[Source records]
+ + + + +

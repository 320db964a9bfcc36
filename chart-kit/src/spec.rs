//! Declarative chart description.

use bi_core::Table;

use crate::palette::PALETTE;

#[derive(Debug, Clone, Copy, PartialEq)]
pub enum Domain {
    /// Nice ticks around the data, always including zero.
    Auto,
    /// Exactly `[min, max]`.
    Fixed(f64, f64),
}

#[derive(Debug, Clone, Copy, PartialEq)]
pub enum Kind {
    /// One bar per series side by side, or stacked on one another.
    Bars { stacked: bool, horizontal: bool },
    Lines,
    /// First series as bars on the left axis, the rest as lines on a right axis.
    Composed,
    /// `inner` is the hole radius as a fraction of the outer radius.
    Pie { inner: f64 },
}

#[derive(Debug, Clone, PartialEq)]
pub struct Series {
    pub key: String,
    pub name: String,
    pub color: Option<&'static str>,
}

#[derive(Debug, Clone, PartialEq)]
pub struct ChartSpec {
    pub kind: Kind,
    /// Empty means every series key found in the table, in table order.
    pub series: Vec<Series>,
    pub domain: Domain,
    /// Appended to value-axis tick labels (`"%"`).
    pub suffix: &'static str,
    pub palette: &'static [&'static str],
    pub palette_offset: usize,
    /// Pie only: series holding a percentage shown in slice tooltips.
    pub percent_key: Option<String>,
    pub show_categories: bool,
}

impl ChartSpec {
    fn new(kind: Kind) -> Self {
        Self {
            kind,
            series: Vec::new(),
            domain: Domain::Auto,
            suffix: "",
            palette: &PALETTE,
            palette_offset: 0,
            percent_key: None,
            show_categories: true,
        }
    }

    pub fn bars() -> Self {
        Self::new(Kind::Bars { stacked: false, horizontal: false })
    }

    pub fn stacked() -> Self {
        Self::new(Kind::Bars { stacked: true, horizontal: false })
    }

    pub fn horizontal() -> Self {
        Self::new(Kind::Bars { stacked: false, horizontal: true })
    }

    pub fn lines() -> Self {
        Self::new(Kind::Lines)
    }

    pub fn composed() -> Self {
        Self::new(Kind::Composed)
    }

    pub fn pie() -> Self {
        Self::new(Kind::Pie { inner: 0.0 })
    }

    pub fn donut(inner: f64) -> Self {
        Self::new(Kind::Pie { inner: inner.clamp(0.0, 0.95) })
    }

    pub fn series(mut self, key: impl Into<String>, name: impl Into<String>) -> Self {
        self.series.push(Series {
            key: key.into(),
            name: name.into(),
            color: None,
        });
        self
    }

    /// Colour of the most recently added series.
    pub fn color(mut self, color: &'static str) -> Self {
        if let Some(last) = self.series.last_mut() {
            last.color = Some(color);
        }
        self
    }

    pub fn domain(mut self, domain: Domain) -> Self {
        self.domain = domain;
        self
    }

    pub fn suffix(mut self, suffix: &'static str) -> Self {
        self.suffix = suffix;
        self
    }

    pub fn palette(mut self, palette: &'static [&'static str]) -> Self {
        self.palette = palette;
        self
    }

    pub fn palette_offset(mut self, offset: usize) -> Self {
        self.palette_offset = offset;
        self
    }

    pub fn percent_key(mut self, key: impl Into<String>) -> Self {
        self.percent_key = Some(key.into());
        self
    }

    pub fn hide_categories(mut self) -> Self {
        self.show_categories = false;
        self
    }

    pub(crate) fn palette_color(&self, i: usize) -> &'static str {
        if self.palette.is_empty() {
            return PALETTE[i % PALETTE.len()];
        }
        self.palette[(i + self.palette_offset) % self.palette.len()]
    }

    /// Series to draw against `table`, with colours assigned.
    pub fn resolve(&self, table: &Table) -> Vec<Series> {
        let declared: Vec<Series> = if self.series.is_empty() {
            table
                .keys()
                .into_iter()
                .map(|k| Series {
                    name: k.clone(),
                    key: k,
                    color: None,
                })
                .collect()
        } else {
            self.series.clone()
        };
        declared
            .into_iter()
            .enumerate()
            .map(|(i, s)| Series {
                color: Some(s.color.unwrap_or_else(|| self.palette_color(i))),
                ..s
            })
            .collect()
    }
}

+ + + + +

## YOUR INSTRUCTIONS
Your task is to restate, word for word, the lines from the beginning of the records to the line with "the outer radius.", inclusive.

## SOLUTION TO THE PROBLEM
repository 320db964a9bfcc36
filename chart-kit/src/spec.rs
//! Declarative chart description.

use bi_core::Table;

use crate::palette::PALETTE;

#[derive(Debug, Clone, Copy, PartialEq)]
pub enum Domain {
    /// Nice ticks around the data, always including zero.
    Auto,
    /// Exactly `[min, max]`.
    Fixed(f64, f64),
}

#[derive(Debug, Clone, Copy, PartialEq)]
pub enum Kind {
    /// One bar per series side by side, or stacked on one another.
    Bars { stacked: bool, horizontal: bool },
    Lines,
    /// First series as bars on the left axis, the rest as lines on a right axis.
    Composed,
    /// `inner` is the hole radius as a fraction of the outer radius.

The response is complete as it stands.